LA PROPAGANDA DEL MILAGRO

Victor Maldonado C.

VICTOR MALDONADO C.
victormaldonadoc@gmail.com
Twitter: @vjmc

 

 

 “No tomarás su nombre en vano”

 

Primero Dios, segundo mi comandante. Así comienza la cuña oficialista en la que aparece un adulto quien fue niño de la calle, y hoy es un taxista de 43 años, beneficiario de un super apartamento. Cargando a su hijito, apunta a un afiche de Chávez disfrazado de militar, y le cuenta a su bebé: “hasta que llegó el Bolívar este y sacó a la familia de abajo”. Todo un milagro, con santo y todo. Porque la representación podrá ser muy conmovedora pero igualmente es falaz. Quiere transmitir el mensaje de que aquí no hay problema alguno, que la movilidad social está garantizada por el socialismo del siglo XXI y que su rapidez y consistencia es el producto de la conducción eficiente y pertinaz del líder del proceso, el otro Bolívar, mano derecha de Dios, el profeta. Lástima que las cifras oficiales desmientan la propaganda oficial.

Comencemos por las viviendas. La realidad es que este gobierno ha acumulado un inmenso pasivo habitacional. Los expertos dicen que la carencia es de aproximadamente 78 viviendas por cada 1000 habitantes, lo que coloca al país como el del más alto déficit per cápita de América Latina. Pero eso no es lo peor. Las iniciativas del tipo “ciudades socialistas” no garantizan un asentamiento urbano apropiado, ni vialidad, ni transporte, ni fuentes de trabajo, ni acceso a la cultura. Y el mismo que ofrece solucionar todo este desastre es el que por más de trece años no ha dado “pie con bola” al respecto. Lo que hay es un juego miserable con las expectativas de la gente, una especie de pirámide de ponzi habitacional, que exacerba las ansiedades populares y coloca a la gente más pobre en la inútil condición de esperar lo imposible.

Sigamos con la pobreza. La propaganda propone que la pobreza es cosa del pasado. Que los milagros existen y que por lo tanto, no importa cuán abajo estés, el comandante puede transformar tus condiciones de vida. También es falso. La realidad es patética: 482.636 familias viven en condición de pobreza extrema, o sea, sus ingresos no les alcanza ni para comer completo. Y la pobreza sigue estancada en indicadores que rondan el 27%. ¿Y saben por qué? Porque el gobierno sostiene una política económica atroz, que provoca inflación, atiza el desempleo, fomenta la informalidad y el rebusque, desatiende criminalmente los sistemas de salud y educación, y mantiene a los más desasistidos con la ignominia de un subsidio que no mata, pero tampoco engorda. Es por lo tanto un milagro excepcional que en estos momentos haya una movilidad social del tipo ocurrido en Brasil que ha sacado a 30 millones de personas de la pobreza y las ha incorporado al proceso productivo. El comandante ese, presto al culto a su personalidad, no garantiza otra cosa que barrios llenos de pobreza e inseguridad.

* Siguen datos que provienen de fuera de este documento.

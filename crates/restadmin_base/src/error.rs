use std::error::Error as StdError;
use std::fmt;
use std::path::PathBuf;

use tracing_error::{SpanTrace, SpanTraceStatus};

/* 📖 # Why a custom error type and not use anyhow/eyre/thiserror etc?

- Better control over error handling
- No dependencies to compile and integrate
- More transparency into error handling logic
- Callers of the admin engine need to tell validation, not-found and conflict
  failures apart, so the kinds are part of the API
 */

/// Error variants that can occur in restadmin operations.
/// Each variant represents a specific error category with its associated context.
#[derive(Debug)]
pub enum ErrorKind {
    /// File system operation failed
    FileError {
        path: PathBuf,
        source: std::io::Error,
    },

    /// A required field is missing or a value has the wrong shape
    Validation { message: String },

    /// The referenced service, module or configuration section does not exist
    NotFound { message: String },

    /// An identity (route, controller, generated file) is already taken
    Conflict { message: String },

    /// Catch-all for other errors with a message
    Message { message: String },
}

/* 📖 # Why separate ErrorKind and Error?
This two-layer design provides a clear separation of concerns:
- ErrorKind: structural variants with specific contexts (file paths, messages)
- Error: wraps ErrorKind with context strings, an optional cause and a span trace

Users pattern match on ErrorKind for specific handling, while Error provides
ergonomic context attachment during propagation.
*/

/// Comprehensive error type wrapping ErrorKind with optional context.
pub struct Error {
    kind: ErrorKind,
    context: Vec<String>,
    cause: Option<Box<Error>>,
    span_trace: SpanTrace,
}

impl Error {
    /// Creates a new error from an ErrorKind, capturing the current span trace.
    pub fn new(kind: ErrorKind) -> Self {
        Self {
            kind,
            context: vec![],
            cause: None,
            span_trace: SpanTrace::capture(),
        }
    }

    /// Creates a catch-all message error.
    pub fn message(message: impl Into<String>) -> Self {
        Self::new(ErrorKind::Message {
            message: message.into(),
        })
    }

    /// Creates a validation error.
    pub fn validation(message: impl Into<String>) -> Self {
        Self::new(ErrorKind::Validation {
            message: message.into(),
        })
    }

    /// Creates a not-found error.
    pub fn not_found(message: impl Into<String>) -> Self {
        Self::new(ErrorKind::NotFound {
            message: message.into(),
        })
    }

    /// Creates a conflict error.
    pub fn conflict(message: impl Into<String>) -> Self {
        Self::new(ErrorKind::Conflict {
            message: message.into(),
        })
    }

    /// Attaches context to an error.
    /// Context is displayed before the error message.
    pub fn context(mut self, context: impl Into<String>) -> Self {
        self.context.push(context.into());
        self
    }

    /// Attaches context using lazy evaluation.
    pub fn with_context<F>(mut self, f: F) -> Self
    where
        F: FnOnce() -> String,
    {
        self.context.push(f());
        self
    }

    /// Records the error that caused this one.
    pub fn caused_by(mut self, cause: impl Into<Box<Error>>) -> Self {
        self.cause = Some(cause.into());
        self
    }

    /// Returns a reference to the underlying ErrorKind.
    pub fn kind(&self) -> &ErrorKind {
        &self.kind
    }

    /// Returns the attached context strings, oldest first.
    pub fn get_context(&self) -> &[String] {
        &self.context
    }

    /// Returns the span trace captured when the error was created.
    pub fn span_trace(&self) -> &SpanTrace {
        &self.span_trace
    }

    pub fn is_validation(&self) -> bool {
        matches!(self.kind, ErrorKind::Validation { .. })
    }

    pub fn is_not_found(&self) -> bool {
        matches!(self.kind, ErrorKind::NotFound { .. })
    }

    pub fn is_conflict(&self) -> bool {
        matches!(self.kind, ErrorKind::Conflict { .. })
    }

    /// Returns the innermost error in the chain.
    pub fn root_cause(&self) -> &(dyn StdError + 'static) {
        let mut current: &(dyn StdError + 'static) = self;
        while let Some(next) = current.source() {
            current = next;
        }
        current
    }

    fn fmt_kind(&self, f: &mut fmt::Formatter<'_>) -> fmt::Result {
        match &self.kind {
            ErrorKind::FileError { path, source } => {
                write!(f, "File error at {}: {}", path.display(), source)
            }
            ErrorKind::Validation { message } => write!(f, "Validation failed: {}", message),
            ErrorKind::NotFound { message } => write!(f, "Not found: {}", message),
            ErrorKind::Conflict { message } => write!(f, "Conflict: {}", message),
            ErrorKind::Message { message } => write!(f, "{}", message),
        }
    }

    fn fmt_tree(&self, f: &mut fmt::Formatter<'_>, indent: &str) -> fmt::Result {
        let entries = self.context.len() + usize::from(self.cause.is_some());
        let mut index = 0;
        for ctx in &self.context {
            index += 1;
            let branch = if index == entries { "└─" } else { "├─" };
            writeln!(f, "{}{} {}", indent, branch, ctx)?;
        }
        if let Some(cause) = &self.cause {
            write!(f, "{}└─ cause: ", indent)?;
            cause.fmt_kind(f)?;
            writeln!(f)?;
            cause.fmt_tree(f, &format!("{}   ", indent))?;
        }
        Ok(())
    }
}

impl From<ErrorKind> for Error {
    fn from(kind: ErrorKind) -> Self {
        Self::new(kind)
    }
}

impl StdError for Error {
    fn source(&self) -> Option<&(dyn StdError + 'static)> {
        if let Some(cause) = &self.cause {
            return Some(cause.as_ref());
        }
        match &self.kind {
            ErrorKind::FileError { source, .. } => Some(source),
            _ => None,
        }
    }
}

impl fmt::Display for Error {
    fn fmt(&self, f: &mut fmt::Formatter<'_>) -> fmt::Result {
        for ctx in &self.context {
            write!(f, "{}: ", ctx)?;
        }
        self.fmt_kind(f)
    }
}

/* 📖 # Why a tree-shaped Debug output?
Errors are usually printed with `{:?}` at the top level of the CLI or in failing
tests. The tree shows the message first, then the context chain, then the causes,
and finally the span trace when a tracing subscriber with ErrorLayer captured one.
*/
impl fmt::Debug for Error {
    fn fmt(&self, f: &mut fmt::Formatter<'_>) -> fmt::Result {
        self.fmt_kind(f)?;
        writeln!(f)?;
        self.fmt_tree(f, "")?;
        if self.span_trace.status() == SpanTraceStatus::CAPTURED {
            writeln!(f, "Trace: {}", self.span_trace)?;
        }
        Ok(())
    }
}

/* 📖 # Why use Box<Error> in the result type?

Boxing the error reduces the size of the result type, making it more efficient to return in the common case.

*/

/// Standard result type for restadmin operations.
pub type Result<T> = std::result::Result<T, Box<Error>>;

/// Extension trait for attaching context to Results.
pub trait ResultExt<T> {
    /// Attaches context to an error, consuming and re-wrapping it.
    fn context(self, context: impl Into<String>) -> Result<T>;

    /// Attaches context using lazy evaluation.
    /// Context is only evaluated if the result is an error.
    fn with_context<F>(self, f: F) -> Result<T>
    where
        F: FnOnce() -> String;
}

impl<T> ResultExt<T> for Result<T> {
    fn context(self, context: impl Into<String>) -> Result<T> {
        self.map_err(|err| Box::new(err.context(context)))
    }

    fn with_context<F>(self, f: F) -> Result<T>
    where
        F: FnOnce() -> String,
    {
        self.map_err(|err| Box::new(err.with_context(f)))
    }
}

/// Creates a boxed message error from a format string.
#[macro_export]
macro_rules! err {
    ($($arg:tt)*) => {
        ::std::boxed::Box::new($crate::error::Error::message(format!($($arg)*)))
    };
}

/// Returns early with a boxed message error built from a format string.
#[macro_export]
macro_rules! bail {
    ($($arg:tt)*) => {
        return Err($crate::err!($($arg)*))
    };
}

Sigamos con la inseguridad. El niño de la calle convertido en usufructuario de un apartamento, sería una verdadera excepción. La violencia se ha cebado precisamente en los jóvenes pobres, parte importante de la estadística que suma y suma homicidios, hasta llegar a casi 160 mil muertos que son la herencia más conspicua de este gobierno. El santo comandante no ha querido resolver el problema porque sus alianzas centrales son con la impunidad y los negocios ilícitos que se amparan en el desorden y la barbarie. El taxista miente. Su “Bolívar” no es un liberador. Todo lo contrario, es un tiranuelo que no gusta de las tareas de gobierno. Se ufana en el poder, en su uso, disfrute y disposición.

Pero hablemos de la educación del niño que tiene el taxista en sus brazos. Resulta que esta revolución es el titular de la siguiente estadística: el 47% de los niños en edades comprendidas entre los 3 y los 14 años no están estudiando. Son cerca de 4 millones de niños que nunca van a salir de abajo, pero van a acumular resentimiento social y se pueden prestar a los negocios ilícitos del narco y el sicariato. Hecho en revolución, por ese “auxiliar” de dios, esa reencarnación de Bolívar, que mientras tanto, mantiene chulos del ALBA como si su propia propaganda fuera cierta.

No hablemos de los apagones, de la baja calidad del transporte público y de la cultura oficial del odio. Todos ellos forman parte del mismo paquete de realidades que nos muestran cuan falaz es la propaganda oficial. Aquí no hay gobierno. Aquí hay una inmensa estafa social, gracias a que “este Bolívar” ha expoliado la República Civil para trastornarla en este comunismo.